What is being asked => Lines in the data below that contain the word "derive" are to be copied.

Data supplied =>
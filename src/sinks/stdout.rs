//! Standard output sink

use crate::core::{Result, Sink};
use std::io::{self, Write};

/// Writes each record to standard output while holding stdout's lock.
#[derive(Debug, Default, Clone, Copy)]
pub struct StdoutSink;

impl StdoutSink {
    pub fn new() -> Self {
        Self
    }
}

impl Sink for StdoutSink {
    fn write_record(&mut self, record: &[u8]) -> Result<()> {
        let mut out = io::stdout().lock();
        out.write_all(record)?;
        Ok(())
    }

    fn flush(&mut self) -> Result<()> {
        io::stdout().flush()?;
        Ok(())
    }

    fn name(&self) -> &str {
        "stdout"
    }
}
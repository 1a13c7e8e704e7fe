//! Logger configuration record

use super::encoder::Encoding;
use super::error::Result;
use super::log_level::LogLevel;
use serde::{Deserialize, Serialize};

/// Default segment size of the rotating file sink, in megabytes.
pub const DEFAULT_MAX_SIZE_MB: u64 = 128;

/// Configuration for [`Logger::new`](crate::Logger::new) and [`init`](crate::init).
///
/// Only `file` and `level` are required; everything else defaults to the
/// rotating-file policy of 128 MiB segments, local-time backup names,
/// compression on, and no pruning.
///
/// # Examples
///
/// ```
/// use xlog::Config;
///
/// let config = Config::from_json(r#"{"file": "/var/log/app.log", "level": "warn"}"#).unwrap();
/// assert_eq!(config.max_size_mb, 128);
/// assert!(config.compress);
/// assert_eq!(config.max_backups, 0);
/// ```
#[derive(Debug, Clone, PartialEq, Eq, Serialize, Deserialize)]
#[serde(default)]
pub struct Config {
    /// Log file path; empty means standard output
    pub file: String,
    /// One of `debug`, `info`, `warn`, `error`, `panic`, `fatal`; anything else means `info`
    pub level: String,
    /// Segment size that triggers rotation
    pub max_size_mb: u64,
    /// Rotated segments to keep, 0 keeps all
    pub max_backups: usize,
    /// Days to keep rotated segments, 0 keeps them forever
    pub max_age_days: u64,
    /// Gzip rotated segments
    pub compress: bool,
    /// Use local time (instead of UTC) in backup file names
    pub local_time: bool,
    pub encoding: Encoding,
}

impl Default for Config {
    fn default() -> Self {
        Self {
            file: String::new(),
            level: String::new(),
            max_size_mb: DEFAULT_MAX_SIZE_MB,
            max_backups: 0,
            max_age_days: 0,
            compress: true,
            local_time: true,
            encoding: Encoding::Console,
        }
    }
}

impl Config {
    /// Log to standard output at the given level.
    pub fn stdout(level: impl Into<String>) -> Self {
        Self {
            level: level.into(),
            ..Self::default()
        }
    }

    /// Log to a rotating file at the given level.
    pub fn file(path: impl Into<String>, level: impl Into<String>) -> Self {
        Self {
            file: path.into(),
            level: level.into(),
            ..Self::default()
        }
    }

    /// Parse a JSON configuration object; missing keys take their defaults.
    pub fn from_json(text: &str) -> Result<Self> {
        Ok(serde_json::from_str(text)?)
    }

    #[must_use = "builder methods return a new value"]
    pub fn with_max_backups(mut self, count: usize) -> Self {
        self.max_backups = count;
        self
    }

    #[must_use = "builder methods return a new value"]
    pub fn with_max_age_days(mut self, days: u64) -> Self {
        self.max_age_days = days;
        self
    }

    #[must_use = "builder methods return a new value"]
    pub fn with_compression(mut self, enabled: bool) -> Self {
        self.compress = enabled;
        self
    }

    #[must_use = "builder methods return a new value"]
    pub fn with_encoding(mut self, encoding: Encoding) -> Self {
        self.encoding = encoding;
        self
    }

    /// The minimum level this configuration selects.
    pub fn min_level(&self) -> LogLevel {
        LogLevel::parse_or_info(&self.level)
    }

    pub fn uses_stdout(&self) -> bool {
        self.file.is_empty()
    }

    /// Segment size in bytes.
    pub fn max_size_bytes(&self) -> u64 {
        self.max_size_mb.saturating_mul(1024 * 1024)
    }
}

Task result =>
#[derive(Debug, Default, Clone, Copy)]
#[derive(Debug, Clone, PartialEq, Eq, Serialize, Deserialize)]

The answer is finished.